С. Цвейг: Благодаря … открытию Фрейда научная психология порывает, наконец, со своей академической и теоретической замкнутостью и вступает в прямую связь с практической жизнью. Через посредство Фрейда психология впервые получает, в качестве науки, применение ко всем явлениям творческого духа. Ибо чем была прежняя психология? Школьной специальностью, теоретической дисциплиной, загнанной в университеты, замурованной в семинариях, поставляющей книги в неудобочитаемом и неудобоваримом языке формул. Тот, кто ее изучал, знал о себе и законах своей индивидуальности не больше, чем если бы он изучал санскрит

или астрономию, и в широких кругах общества не придавали никакого значения результатам ее лабораторной работы, как полностью абстрактной. Перенеся центр тяжести этой науки с теоретических домыслов на индивидуальность и сделав предметом изучения кристаллизацию личности, Фрейд проталкивает психологию из семинария в реальность и утверждает за нею жизненно важное значение в силу ее применимости к человеку. Только теперь может она деятельно служить созданию новой личности в педагогике, лечению больных в медицине, оценке человеческих заблуждений в судопроизводстве, пониманию творческих начал в искусстве; занимаясь истолкованием неповторимой индивидуальности каждого отдельного человека, в его собственных интересах, она помогает одновременно и другим. Ибо тот, кто научился понимать в себе человека, понимает его и в других [7, с. 76]. А.: Как видишь, Цвейг говорит об открытии путей проникновения в те тайники души, которые считались ранее “непроницаемыми” для научного изучения; Фрейд был тем, кто превратил исследование бессознательного в центральный момент изучения человеческой личности и открыл подходы к нему. И это оказало огромное воздействие на другие отрасли человекознания: на становление таких философских направлений, как философская антропология, экзистенциализм, герменевтика (См. [3]), на литературу и искусство, не говоря уже о медицине и педагогике. Но самое интересное: психо-анатитические идеи изменили и саму психологию человека, познакомившегося с ними.

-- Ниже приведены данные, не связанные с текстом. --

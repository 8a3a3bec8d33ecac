//! Encoder-Nachstellung aus gemessener Netzqualitaet

use feldfunk_protocol::codec::FecModus;
use feldfunk_protocol::quality::NetworkQuality;

/// Ab diesem Verlust (Prozent) wird FEC aggressiv eingeschaltet
pub const FEC_SCHWELLE: u8 = 25;

/// Verlust (Prozent), ab dem DRED einsetzt
pub const DRED_BODEN: u8 = 20;

/// Obergrenze der DRED-Dauer in 10-ms-Einheiten (1 s)
pub const DRED_MAX: u8 = 100;

/// Untergrenze der Bitrate bei knapper Bandbreite
pub const MIN_BITRATE: u32 = 6_000;

/// Parametersatz fuer [`crate::VoiceEncoder::tunen`]
#[derive(Debug, Clone, Copy, PartialEq, Eq)]
pub struct EncoderTuning {
    pub bitrate_bps: u32,
    pub fec: FecModus,
    pub packet_loss_perc: u8,
    pub dred_dauer: u8,
}

impl EncoderTuning {
    /// Leitet die Encoder-Parameter aus der Netzqualitaet ab
    ///
    /// `basis_bitrate` ist die konfigurierte Bitrate. Sie wird auf ein
    /// Viertel der kleinsten gemessenen Bandbreite begrenzt, sofern eine
    /// Bandbreite bekannt ist.
    pub fn aus_netzqualitaet(qualitaet: &NetworkQuality, basis_bitrate: u32) -> Self {
        let verlust = qualitaet.verlust_prozent();

        let fec = if verlust >= FEC_SCHWELLE {
            FecModus::Aggressiv
        } else {
            FecModus::Aus
        };

        let ueber_boden = verlust.saturating_sub(DRED_BODEN) as u16;
        let dred_dauer = (ueber_boden * 2).min(DRED_MAX as u16) as u8;

        let bitrate_bps = if qualitaet.min_bandwidth > 0 {
            let grenze = (qualitaet.min_bandwidth as u64 * 8 / 4) as u32;
            basis_bitrate.min(grenze).max(MIN_BITRATE)
        } else {
            basis_bitrate
        };

        Self {
            bitrate_bps,
            fec,
            packet_loss_perc: verlust,
            dred_dauer,
        }
    }
}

По словам того же Цвейга, “фрейдовские мысли … свободно обращаются в крови эпохи и языка; отчеканенные им формулы кажутся сами собой понятными; требуется, собственно говоря, большее напряжение для того, чтобы мыслить вне их, чем для того, чтобы мыслить ими” [7, с. 7]. Ты узнаешь это по собственному опыту: прочтя произведения Фрейда, ты на время станешь смотреть на людей буквально “по Фрейду”. И только спустя какое-то время поймешь, что правда Фрейда о человеке, хотя и правда, но не вся. С: Хочу убедиться в этом сам. “Работать и любить” как жизненное кредо Фрейда

А.: В биографическом очерке о Фрейде, написанном Цвейгом, Фрейд предстает человеком, для которого харак-

Диалог 7. Яи Оно

терна громадная работоспособность и какая-то основательность и гармоничность во всем. Не случайно крылатыми стали его слова: “Человек счастлив, если может работать и любить”. Как поэтично пишет Цвейг о довольно будничных, в общем-то, вещах — о распорядке дня Фрейда, о его колоссальной работоспособности (ежедневно он работал с пациентами по8-10 часов, проводя с каждым из них примерно по часу, и при этом запоминал все детали проводимых им психоанализов, а остальное время было заполнено написанием многочисленных работ). При всем при этом прекрасная семья: любящая и любимая жена и шестеро детей. И здесь гармония: три мальчика и три девочки. И со здоровьем все в порядке: “этот великий врач никогда не болел сколько-нибудь серьезно до семидесяти лет, этот тончайший наблюдатель игры человеческих нервов никогда не страдал нервами, этот проникновенный знаток ненормальной психики, этот прошумевший сексуалист был на протяжении всей своей жизни до жути прямолинеен и здоров во всем, что касалось его личных переживаний” [7, с. 19]. С: Вот повезло человеку!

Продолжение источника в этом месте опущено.